#### Your goal
Copy every line that contains the string "enum" from the entries below.

#### Excerpted records
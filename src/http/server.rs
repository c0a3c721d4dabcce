//! HTTP server setup and configuration.
//!
//! # Responsibilities
//! - Create Axum Router with the catalog handlers
//! - Wire up middleware (timeout, request tracing)
//! - Bind server to listener and shut down gracefully

use std::future::Future;
use std::sync::Arc;
use std::time::Duration;

use axum::{routing::get, Router};
use tokio::net::TcpListener;
use tower_http::timeout::TimeoutLayer;

use crate::catalog::Catalog;
use crate::config::AppConfig;
use crate::http::handlers::{self, AppState};
use crate::http::registration::{RouterTraceExt, TraceModule, TraceRegistration};
use crate::trace::{TraceSink, TracingSink};

/// HTTP server for the demo catalog API.
pub struct HttpServer {
    router: Router,
    config: AppConfig,
    registration: TraceRegistration,
}

impl HttpServer {
    /// Create a new HTTP server logging through `tracing`.
    pub fn new(config: AppConfig) -> Self {
        Self::with_sink(config, Arc::new(TracingSink))
    }

    /// Create a new HTTP server recording trace events into `sink`.
    pub fn with_sink(config: AppConfig, sink: Arc<dyn TraceSink>) -> Self {
        let registration = TraceModule::for_root(&config.tracing, sink);
        let state = AppState {
            catalog: Catalog::new(registration.tracer())
                .with_latency(Duration::from_millis(config.catalog.latency_ms)),
        };

        let router = Self::build_router(&config, state, &registration);
        Self {
            router,
            config,
            registration,
        }
    }

    /// Build the Axum router with all middleware layers.
    #[allow(deprecated)]
    fn build_router(config: &AppConfig, state: AppState, registration: &TraceRegistration) -> Router {
        Router::new()
            .route("/health", get(handlers::health))
            .route("/items", get(handlers::list_items).post(handlers::create_item))
            .route("/items/{id}", get(handlers::get_item))
            .route("/items/{id}/quote", get(handlers::quote_item))
            .with_state(state)
            .layer(TimeoutLayer::new(Duration::from_secs(config.timeouts.request_secs)))
            .with_request_tracing(registration)
    }

    /// The fully layered router.
    pub fn router(&self) -> Router {
        self.router.clone()
    }

    /// Get a reference to the config.
    pub fn config(&self) -> &AppConfig {
        &self.config
    }

    pub fn registration(&self) -> &TraceRegistration {
        &self.registration
    }

    /// Run the server until Ctrl+C.
    pub async fn run(self, listener: TcpListener) -> Result<(), std::io::Error> {
        self.run_until(listener, shutdown_signal()).await
    }

    /// Run the server until `shutdown` completes.
    pub async fn run_until<F>(self, listener: TcpListener, shutdown: F) -> Result<(), std::io::Error>
    where
        F: Future<Output = ()> + Send + 'static,
    {
        let addr = listener.local_addr()?;
        tracing::info!(
            address = %addr,
            tracing_enabled = self.registration.is_enabled(),
            "HTTP server starting"
        );

        axum::serve(listener, self.router)
            .with_graceful_shutdown(shutdown)
            .await?;

        tracing::info!("HTTP server stopped");
        Ok(())
    }
}

/// Wait for shutdown signal (Ctrl+C).
async fn shutdown_signal() {
    if let Err(e) = tokio::signal::ctrl_c().await {
        tracing::error!(error = %e, "Failed to install Ctrl+C handler");
        std::future::pending::<()>().await;
    }
    tracing::info!("Shutdown signal received");
}
//! Observability subsystem.
//!
//! # Data Flow
//! ```text
//! trace::TracingSink and every subsystem
//!     → tracing macros (structured fields)
//!     → logging.rs subscriber (EnvFilter + fmt, pretty or JSON)
//!     → stdout
//! ```
//!
//! # Design Decisions
//! - `RUST_LOG` wins over the configured filter
//! - Initialization is idempotent so tests and embedders can call it freely

pub mod logging;
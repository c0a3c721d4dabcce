//! Trace events.
//!
//! Events are never stored by the tracers; they are handed to a
//! [`TraceSink`](crate::trace::TraceSink) and dropped.

use std::fmt;

/// Which side of an invocation or request an event describes.
#[derive(Debug, Clone, Copy, PartialEq, Eq)]
pub enum Direction {
    Enter,
    Exit,
    Error,
}

/// Log level a sink should use for an event.
#[derive(Debug, Clone, Copy, PartialEq, Eq, PartialOrd, Ord)]
pub enum Severity {
    Debug,
    Info,
    Error,
}

/// What an event carries.
#[derive(Debug, Clone, PartialEq)]
pub enum Payload {
    /// Rendered argument list of a traced call.
    Args(String),
    /// Rendered return value of a traced call.
    Result(String),
    /// A traced call failed; `detail` carries the error chain or panic
    /// location when available.
    Failure {
        message: String,
        detail: Option<String>,
    },
    /// An inbound request is starting.
    Request {
        method: String,
        url: String,
        body: String,
        params: String,
        query: String,
    },
    /// An inbound request has completed. `status` is `None` when the
    /// inner service failed without producing a response.
    Response {
        method: String,
        url: String,
        status: Option<u16>,
        elapsed_ms: u64,
    },
}

/// A single observation emitted by a tracer.
#[derive(Debug, Clone, PartialEq)]
pub struct TraceEvent {
    pub direction: Direction,
    pub subject: String,
    pub payload: Payload,
}

impl TraceEvent {
    pub fn enter(subject: impl Into<String>, args: String) -> Self {
        Self {
            direction: Direction::Enter,
            subject: subject.into(),
            payload: Payload::Args(args),
        }
    }

    pub fn exit(subject: impl Into<String>, result: String) -> Self {
        Self {
            direction: Direction::Exit,
            subject: subject.into(),
            payload: Payload::Result(result),
        }
    }

    pub fn error(subject: impl Into<String>, message: String, detail: Option<String>) -> Self {
        Self {
            direction: Direction::Error,
            subject: subject.into(),
            payload: Payload::Failure { message, detail },
        }
    }

    pub fn request(
        method: impl Into<String>,
        url: impl Into<String>,
        body: String,
        params: String,
        query: String,
    ) -> Self {
        let (method, url) = (method.into(), url.into());
        Self {
            direction: Direction::Enter,
            subject: format!("{method} {url}"),
            payload: Payload::Request {
                method,
                url,
                body,
                params,
                query,
            },
        }
    }

    pub fn response(
        method: impl Into<String>,
        url: impl Into<String>,
        status: Option<u16>,
        elapsed_ms: u64,
    ) -> Self {
        let (method, url) = (method.into(), url.into());
        Self {
            direction: Direction::Exit,
            subject: format!("{method} {url}"),
            payload: Payload::Response {
                method,
                url,
                status,
                elapsed_ms,
            },
        }
    }

    /// Method-level events log at debug, request-level at info, and any
    /// failure at error.
    pub fn severity(&self) -> Severity {
        match self.payload {
            Payload::Failure { .. } => Severity::Error,
            Payload::Request { .. } | Payload::Response { .. } => Severity::Info,
            Payload::Args(_) | Payload::Result(_) => Severity::Debug,
        }
    }

    /// Name of the logical logger the event belongs to.
    pub fn category(&self) -> &'static str {
        match self.payload {
            Payload::Request { .. } | Payload::Response { .. } => "HTTP",
            _ => "Trace",
        }
    }

    /// Human-readable log line.
    pub fn message(&self) -> String {
        self.to_string()
    }

    /// Secondary detail (error chain, panic location).
    pub fn detail(&self) -> Option<&str> {
        match &self.payload {
            Payload::Failure { detail, .. } => detail.as_deref(),
            _ => None,
        }
    }

    /// Elapsed time of a completed request.
    pub fn elapsed_ms(&self) -> Option<u64> {
        match self.payload {
            Payload::Response { elapsed_ms, .. } => Some(elapsed_ms),
            _ => None,
        }
    }
}

impl fmt::Display for TraceEvent {
    fn fmt(&self, f: &mut fmt::Formatter<'_>) -> fmt::Result {
        match &self.payload {
            Payload::Args(args) => write!(f, "▶ Enter {} with args: {}", self.subject, args),
            Payload::Result(result) => {
                write!(f, "◀ Exit {} with result: {}", self.subject, result)
            }
            Payload::Failure { message, .. } => {
                write!(f, "‼ Error in {}: {}", self.subject, message)
            }
            Payload::Request {
                method,
                url,
                body,
                params,
                query,
            } => write!(
                f,
                "▶ {method} {url} - body={body}, params={params}, query={query}"
            ),
            Payload::Response {
                method,
                url,
                status,
                elapsed_ms,
            } => match status {
                Some(status) => write!(f, "◀ {method} {url} {status} - {elapsed_ms}ms"),
                None => write!(f, "◀ {method} {url} failed - {elapsed_ms}ms"),
            },
        }
    }
}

#### Task output
pub enum Direction {
pub enum Severity {
pub enum Payload {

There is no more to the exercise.